Something that seems to be missing from searches is time. Search engines base their results on relevancy, which makes finding newer methods of doing something difficult.

For example, I will search for how to do something in linux, like configuring a RAID array. There is a ton of information on this, but the most relevant hits you get are about configuring raidtools. Mdadm has replaced raidtools as the tool of choice, but since raidtools has been around so long, and there are so many old pages that link to it, it scores the highest. I’m sure there’s millions of other examples of this on other topics too.
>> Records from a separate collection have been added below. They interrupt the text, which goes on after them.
use super::handicap::interleave;
use crate::model::{CellKind, MergedScorecard, Round, ScoreCell, Scorecard, offset_hole_label};

#[derive(Debug, Clone, Default)]
struct Rows {
    holes: Vec<ScoreCell>,
    par: Vec<ScoreCell>,
    handicap: Vec<ScoreCell>,
}

impl Rows {
    fn extend(&mut self, other: Rows) {
        self.holes.extend(other.holes);
        self.par.extend(other.par);
        self.handicap.extend(other.handicap);
    }

    fn remove(&mut self, idx: usize) {
        self.holes.remove(idx);
        self.par.remove(idx);
        self.handicap.remove(idx);
    }

    fn hole_positions(&self) -> Vec<usize> {
        self.holes
            .iter()
            .enumerate()
            .filter(|(_, c)| c.is_hole())
            .map(|(i, _)| i)
            .collect()
    }

    fn into_card(self, name: String) -> MergedScorecard {
        let card = MergedScorecard {
            name,
            holes: self.holes,
            par: self.par,
            handicap: self.handicap,
        };
        debug_assert!(card.is_aligned(), "merged rows out of alignment");
        card
    }
}

/// Keep side columns and every column whose par is filled in. Short par or
/// handicap rows are padded with unknown cells.
fn playable_rows(card: &Scorecard) -> Rows {
    let par_row = card.par_row();
    let handicap_row = card.handicap_row();
    let mut rows = Rows::default();

    for (idx, cell) in card.holes.iter().enumerate() {
        let par = par_row.get(idx).cloned().unwrap_or_else(ScoreCell::unknown);
        let handicap = handicap_row
            .get(idx)
            .cloned()
            .unwrap_or_else(ScoreCell::unknown);
        if cell.is_side() || par.has_value() {
            rows.holes.push(cell.clone());
            rows.par.push(par);
            rows.handicap.push(handicap);
        }
    }
    rows
}

fn display_name(cards: &[&Scorecard], course_name: &str) -> String {
    let names: Vec<&str> = cards
        .iter()
        .map(|c| c.name.trim())
        .filter(|n| !n.is_empty())
        .collect();
    if !names.is_empty() {
        return names.join(" / ");
    }
    if !course_name.trim().is_empty() {
        return course_name.trim().to_string();
    }
    cards
        .iter()
        .map(|c| c.course_name.trim())
        .find(|n| !n.is_empty())
        .unwrap_or_default()
        .to_string()
}

/// Merge the selected scorecards of a round into its playable card.
#[must_use]
pub fn merge_round_scorecards(round: &Round) -> MergedScorecard {
    merge_scorecards(&round.selected_scorecards(), &round.course_name)
}

/// Combine one or more scorecards into a single ordered card.
///
/// Exactly two cards are treated as a front and back nine: the second card's
/// holes are renumbered after the first, the stroke index is interleaved
/// across both, duplicate `Total` columns are folded into one and `Out`/`In`
/// columns are relabelled in order. Any other count is concatenated as is.
#[must_use]
pub fn merge_scorecards(cards: &[&Scorecard], course_name: &str) -> MergedScorecard {
    let name = display_name(cards, course_name);
    match cards {
        [first, second] => merge_pair(first, second).into_card(name),
        _ => {
            let mut rows = Rows::default();
            for card in cards {
                rows.extend(playable_rows(card));
            }
            rows.into_card(name)
        }
    }
}

fn merge_pair(first: &Scorecard, second: &Scorecard) -> Rows {
    let mut front = playable_rows(first);
    let mut back = playable_rows(second);

    let offset = u32::try_from(front.hole_positions().len()).unwrap_or(0);
    renumber(&mut back, offset);
    reassign_handicaps(&mut front, &mut back);

    let mut rows = front;
    rows.extend(back);
    fold_totals(&mut rows);
    relabel_out_in(&mut rows);
    rows
}

fn renumber(rows: &mut Rows, offset: u32) {
    let mut ordinal = 0u32;
    for cell in rows.holes.iter_mut().filter(|c| c.is_hole()) {
        ordinal += 1;
        let label = cell
            .label
            .as_deref()
            .and_then(|l| offset_hole_label(l, offset))
            .unwrap_or_else(|| (ordinal + offset).to_string());
        cell.label = Some(label);
    }
}

fn reassign_handicaps(front: &mut Rows, back: &mut Rows) {
    let front_pos = front.hole_positions();
    let back_pos = back.hole_positions();
    let existing = |rows: &Rows, positions: &[usize]| -> Vec<Option<i32>> {
        positions
            .iter()
            .map(|&p| rows.handicap[p].parsed_value())
            .collect()
    };
    let (front_idx, back_idx) = interleave(
        &existing(&*front, &front_pos),
        &existing(&*back, &back_pos),
    );

    for (rows, positions, indices) in [(front, front_pos, front_idx), (back, back_pos, back_idx)] {
        for (pos, index) in positions.into_iter().zip(indices) {
            let cell = &mut rows.handicap[pos];
            cell.kind = CellKind::Hole;
            cell.value = Some(index.to_string());
        }
    }
}

/// Two `Total` columns: the second keeps the summed par, the first is removed.
fn fold_totals(rows: &mut Rows) {
    let totals: Vec<usize> = rows
        .holes
        .iter()
        .enumerate()
        .filter(|(_, c)| c.is_side() && c.label_is("Total"))
        .map(|(i, _)| i)
        .collect();
    if let &[first, second, ..] = totals.as_slice() {
        let sum = rows.par[first].value_or_zero() + rows.par[second].value_or_zero();
        rows.par[second].value = Some(sum.to_string());
        rows.remove(first);
    }
}

fn relabel_out_in(rows: &mut Rows) {
    let mut halves: Vec<&mut ScoreCell> = rows
        .holes
        .iter_mut()
        .filter(|c| c.is_side() && (c.label_is("Out") || c.label_is("In")))
        .collect();
    if halves.len() < 2 {
        return;
    }
    for (i, cell) in halves.iter_mut().enumerate() {
        cell.label = Some(if i % 2 == 0 { "Out" } else { "In" }.to_string());
    }
}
Google has an advanced search where you can specify pages modified in the last x months, but it doesn’t really help much. One of the pages returned when I limit the search to the last 3 months has a revision history typed out at the top of it, and it shows the last update in 2003. MSN has a “Search builder” function, where (among other options) you can specify how important it is to be recently updated, popular, and a relevant match. This still doesn’t bring up really relevant results. Yahoo is the only one of the three that actually does return an mdadm-related result as #1 when you search within the last 3 months. (I should point out that both Google and Yahoo return this same page as #5 and #6, respectively, but my point here is that someone who knows nothing about it is probably going to pick #1 or #2, and implement raid with the older raidtools method).

MSN search-tuning functions

All three have a news search engine that returns date-based results for recent news items, but this is pretty limited in that it’s only searching news sites. Linux software RAID developments aren’t exactly breaking news on CNN, so the news search isn’t exactly the place to find this stuff.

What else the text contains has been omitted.